Board Certified, Estate Planning and Probate Law - Texas Board of Legal Specialization
Av Preeminent rated, Martindale Hubbell
In general, when multiple parties create a certain relationship between them such as business, marital, fiduciary, or any other relationship, initially they tend to focus on positive aspects each party can ultimately bring for achieving the common goal and benefiting each party. When multiple parties come together to pursue a common goal, however, there is a natural tendency for potential conflicts to arise between them due to the differences in expectations of the parties. Additionally, if something unexpected occurs, each party tries to resolve it by relying on the methods with which they are familiar.
This is where the differences in expectations of the parties become the controlling factor for resolving issues between them. If the expectations of the parties are significantly different, they will amplify the magnitude of dispute and make the dispute more difficult to resolve.
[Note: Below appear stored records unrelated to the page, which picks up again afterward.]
//! Errors thrown by user handler code.

use thiserror::Error;

use super::StoreError;

/// Handler error types.
///
/// A `HandlerError` consumes the run's retry budget; once retries are
/// exhausted it becomes a fatal failure.
#[derive(Debug, Error)]
pub enum HandlerError {
    /// The handler failed with an application error.
    #[error("{0}")]
    Failed(String),

    /// The handler observed cancellation and exited.
    #[error("run was cancelled")]
    Cancelled,

    /// I/O error inside the handler.
    #[error("i/o error: {0}")]
    Io(#[from] std::io::Error),

    /// Record store failure surfaced through a context call.
    #[error(transparent)]
    Store(#[from] StoreError),
}

impl HandlerError {
    /// Convenience constructor for application failures.
    pub fn failed(message: impl Into<String>) -> Self {
        HandlerError::Failed(message.into())
    }
}
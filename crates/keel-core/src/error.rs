//! Declaration, registry, and client errors.

use thiserror::Error;

use keel_protocols::{DurationError, RunError, StoreError};

/// Errors from declaring, registering, and scheduling workflows.
#[derive(Debug, Error)]
pub enum CoreError {
    /// A declaration with this name is already registered.
    #[error("declaration '{0}' is already registered")]
    DuplicateDeclaration(String),

    /// The builder finished without a handler.
    #[error("declaration '{0}' has no handler")]
    MissingHandler(String),

    /// The handler kind does not match the declared kind.
    #[error("declaration '{0}' kind does not match its handler")]
    KindMismatch(String),

    /// An input or output schema failed to compile.
    #[error("invalid schema on declaration '{name}': {message}")]
    InvalidSchema {
        /// Declaration name.
        name: String,
        /// Compiler message.
        message: String,
    },

    /// A duration string failed to parse.
    #[error("invalid duration on declaration '{name}': {source}")]
    InvalidDuration {
        /// Declaration name.
        name: String,
        /// Parse failure.
        #[source]
        source: DurationError,
    },

    /// A cron expression failed to parse.
    #[error("invalid cron expression '{expression}': {message}")]
    InvalidCron {
        /// The offending expression.
        expression: String,
        /// Parser message.
        message: String,
    },

    /// No declaration registered under this name.
    #[error("unknown declaration '{0}'")]
    UnknownDeclaration(String),

    /// Input rejected by the declaration's input schema.
    #[error("input rejected for '{name}': {message}")]
    InvalidInput {
        /// Declaration name.
        name: String,
        /// Validation message.
        message: String,
    },

    /// The awaited run reached a terminal failure.
    #[error("run of '{name}' failed: {error}")]
    RunFailed {
        /// Declaration name.
        name: String,
        /// The terminal error.
        error: RunError,
    },

    /// Record store failure.
    #[error(transparent)]
    Store(#[from] StoreError),
}
//! Worker errors.

use thiserror::Error;

use keel_protocols::StoreError;

/// Errors from the worker pool and wake-up service.
#[derive(Debug, Error)]
pub enum WorkerError {
    /// Record store failure.
    #[error(transparent)]
    Store(#[from] StoreError),

    /// The slot pool was closed during shutdown.
    #[error("slot pool closed")]
    SlotPoolClosed,
}
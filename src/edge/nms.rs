//! Non-maximum suppression along the quantized gradient direction.
//!
//! The border ring is always zero: neighbor comparison is restricted to the
//! interior, with no wraparound at the edges.

use crate::grid::Grid;
use crate::util::{EdgeScreenError, EdgeScreenResult};

/// Thins `magnitude` by keeping interior cells that are at least as large
/// as both magnitude neighbors along their quantized direction.
///
/// Every output cell is bounded above by the input magnitude at that cell.
/// Fails with `DimensionMismatch` when the two grids differ in shape.
pub fn suppress(magnitude: &Grid, direction: &Grid) -> EdgeScreenResult<Grid> {
    if !magnitude.same_shape(direction) {
        return Err(EdgeScreenError::DimensionMismatch {
            a_width: magnitude.width(),
            a_height: magnitude.height(),
            b_width: direction.width(),
            b_height: direction.height(),
        });
    }

    let width = magnitude.width();
    let height = magnitude.height();
    let mut out = vec![0.0f64; width * height];
    if width < 3 || height < 3 {
        return Grid::from_vec(out, width, height);
    }

    for y in 1..height - 1 {
        let mag_prev = magnitude.row(y - 1).expect("interior row is in range");
        let mag_row = magnitude.row(y).expect("interior row is in range");
        let mag_next = magnitude.row(y + 1).expect("interior row is in range");
        let dir_row = direction.row(y).expect("interior row is in range");

        for x in 1..width - 1 {
            let mag = mag_row[x];
            let (ahead, behind) = match dir_row[x] as i64 {
                0 => (mag_row[x + 1], mag_row[x - 1]),
                45 => (mag_next[x - 1], mag_prev[x + 1]),
                90 => (mag_next[x], mag_prev[x]),
                135 => (mag_next[x + 1], mag_prev[x - 1]),
                // non-canonical directions never come from the pipeline
                _ => continue,
            };
            if mag >= ahead && mag >= behind {
                out[y * width + x] = mag;
            }
        }
    }

    Grid::from_vec(out, width, height)
}
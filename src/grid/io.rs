//! Convenience helpers for loading grayscale grids via the `image` crate.
//!
//! Available when the `image-io` feature is enabled. Color conversion stays
//! here at the boundary; the core only ever sees grayscale grids.

use crate::grid::Grid;
use crate::util::{EdgeScreenError, EdgeScreenResult};
use std::path::Path;

/// Converts a grayscale image buffer to a grid of `f64` samples.
pub fn grid_from_gray_image(img: &image::GrayImage) -> EdgeScreenResult<Grid> {
    let width = img.width() as usize;
    let height = img.height() as usize;
    let data = img.as_raw().iter().map(|&v| f64::from(v)).collect();
    Grid::from_vec(data, width, height)
}

/// Converts any dynamic image to a grayscale grid.
pub fn grid_from_dynamic_image(img: &image::DynamicImage) -> EdgeScreenResult<Grid> {
    grid_from_gray_image(&img.to_luma8())
}

/// Loads an image from disk and converts it to a grayscale grid.
pub fn load_gray_grid<P: AsRef<Path>>(path: P) -> EdgeScreenResult<Grid> {
    let img = image::open(path).map_err(|err| EdgeScreenError::ImageIo {
        reason: err.to_string(),
    })?;
    grid_from_dynamic_image(&img)
}
#![cfg(feature = "rayon")]

use edgescreen::{
    correlate_template, correlate_template_par, CorrConfig, Grid, ScreenConfig, ScreenMode,
    Screener, ThresholdRange,
};

fn make_grid(width: usize, height: usize) -> Grid {
    let mut data = Vec::with_capacity(width * height);
    for y in 0..height {
        for x in 0..width {
            data.push((((x * 13) ^ (y * 7) ^ (x * y)) & 0xFF) as f64);
        }
    }
    Grid::from_vec(data, width, height).unwrap()
}

#[test]
fn parallel_scan_matches_sequential() {
    let input = make_grid(64, 48);
    let template = make_grid(16, 12);
    let cfg = CorrConfig::default();

    let seq = correlate_template(&input, &template, &cfg).unwrap();
    let par = correlate_template_par(&input, &template, &cfg).unwrap();
    assert_eq!(seq, par);
}

#[test]
fn parallel_scan_handles_unfitting_templates() {
    let input = make_grid(8, 8);
    let template = make_grid(9, 4);
    let surface = correlate_template_par(&input, &template, &CorrConfig::default()).unwrap();
    assert!(surface.is_empty());
}

#[test]
fn parallel_batch_matches_sequential() {
    let template = make_grid(16, 12);
    let images: Vec<Grid> = (0..6).map(|i| make_grid(40 + i, 30)).collect();
    let range = ThresholdRange::new(0.0, f64::INFINITY).unwrap();

    let sequential = Screener::new(
        template.clone(),
        ScreenConfig::new(ScreenMode::Intensity).with_range(range),
    )
    .unwrap();
    let mut parallel_cfg = ScreenConfig::new(ScreenMode::Intensity).with_range(range);
    parallel_cfg.parallel = true;
    let parallel = Screener::new(template, parallel_cfg).unwrap();

    let seq = sequential.evaluate_batch(&images).unwrap();
    let par = parallel.evaluate_batch(&images).unwrap();
    assert_eq!(seq.counts, par.counts);
    assert_eq!(seq.scores, par.scores);
    assert_eq!(seq.skipped.len(), par.skipped.len());
}
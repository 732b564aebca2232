//! Conditional tracing macros (zero-cost when feature disabled).
//!
//! The edge pipeline and batch screening emit spans and events through these
//! macros; with the `tracing` feature disabled they compile to nothing.

/// Create an info-level span for a pipeline or batch operation.
///
/// When the `tracing` feature is enabled, this creates a `tracing::info_span!`.
/// When disabled, it compiles to a no-op that returns a dummy guard.
#[cfg(feature = "tracing")]
macro_rules! trace_span {
    ($name:expr $(, $($field:tt)*)?) => {
        tracing::info_span!($name $(, $($field)*)?)
    };
}

#[cfg(not(feature = "tracing"))]
macro_rules! trace_span {
    ($name:expr $(, $($field:tt)*)?) => {
        $crate::trace::NoopSpan
    };
}

/// Emit an info-level event for key measurements.
///
/// When the `tracing` feature is enabled, this calls `tracing::info!`.
/// When disabled, it evaluates and discards the values to avoid unused
/// warnings.
#[cfg(feature = "tracing")]
macro_rules! trace_event {
    ($name:expr, $($key:ident = $value:expr),+ $(,)?) => {
        tracing::info!(name: $name, $($key = $value),+)
    };
    ($name:expr) => {
        tracing::info!(name: $name)
    };
}

#[cfg(not(feature = "tracing"))]
macro_rules! trace_event {
    ($name:expr, $($key:ident = $value:expr),+ $(,)?) => {
        let _ = ($($value,)+);
    };
    ($name:expr) => {};
}

pub(crate) use trace_event;
pub(crate) use trace_span;

/// A no-op span guard used when tracing is disabled.
///
/// Exists so `let _guard = trace_span!(...).entered();` works at call sites
/// without conditional compilation.
#[cfg(not(feature = "tracing"))]
pub struct NoopSpan;

#[cfg(not(feature = "tracing"))]
impl NoopSpan {
    /// Returns self, mimicking `Span::entered()`.
    #[inline]
    pub fn entered(self) -> Self {
        self
    }
}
Imagine what happens when two fundamentally distinct societies collide with each other in a U.S./Japan transnational environment. The law is the mechanism to resolve issues in U.S. However, the legal system is not dominant force to resolve issues in Japan. The intricate society itself, evolved for 2,000 years or so, is the dominant force to take care of "things" without relying on the legal system. Two fundamentally distinct societies yield different expectations. Thus, when the two sides meet together, a "meeting of minds" is often difficult to achieve.
So, if you are not in your home country, the chances are you are going to encounter obstacles which you have not even thought about. For example, I often hear some Japanese says that America is supposed to be a free country, but there are so many rules, regulations, and laws that are so complicated and restrictive in many aspects of society than in Japan. Meanwhile I hear some Americans says that there are many "hidden rules," often obscure to outsiders, that are completely contradictory of what the Americans are accustomed to.
As a Japanese national and an attorney licensed in the State of Texas, the challenge in my law practice is to assist clients, the Americans or the Japanese, in understanding of the totally unfamiliar concepts and customary practices to deal with issues within a legal context. Additionally, I assist my clients in understanding of the interactions of the U.S. legal system and the Japanese legal system as well as the application of such to their particular situation. I do understand, however, that this is a very huge loop for anybody regardless of being an American, a Japanese, or otherwise.
If you are about to enter into a contract, getting married, accepting a role of fiduciary, or any other incident where "U.S. meets Japan", be aware that you are in a legal environment. Chances are your expectation is quite different from your partner's. And remember: consequences, legal or otherwise, are often unintended.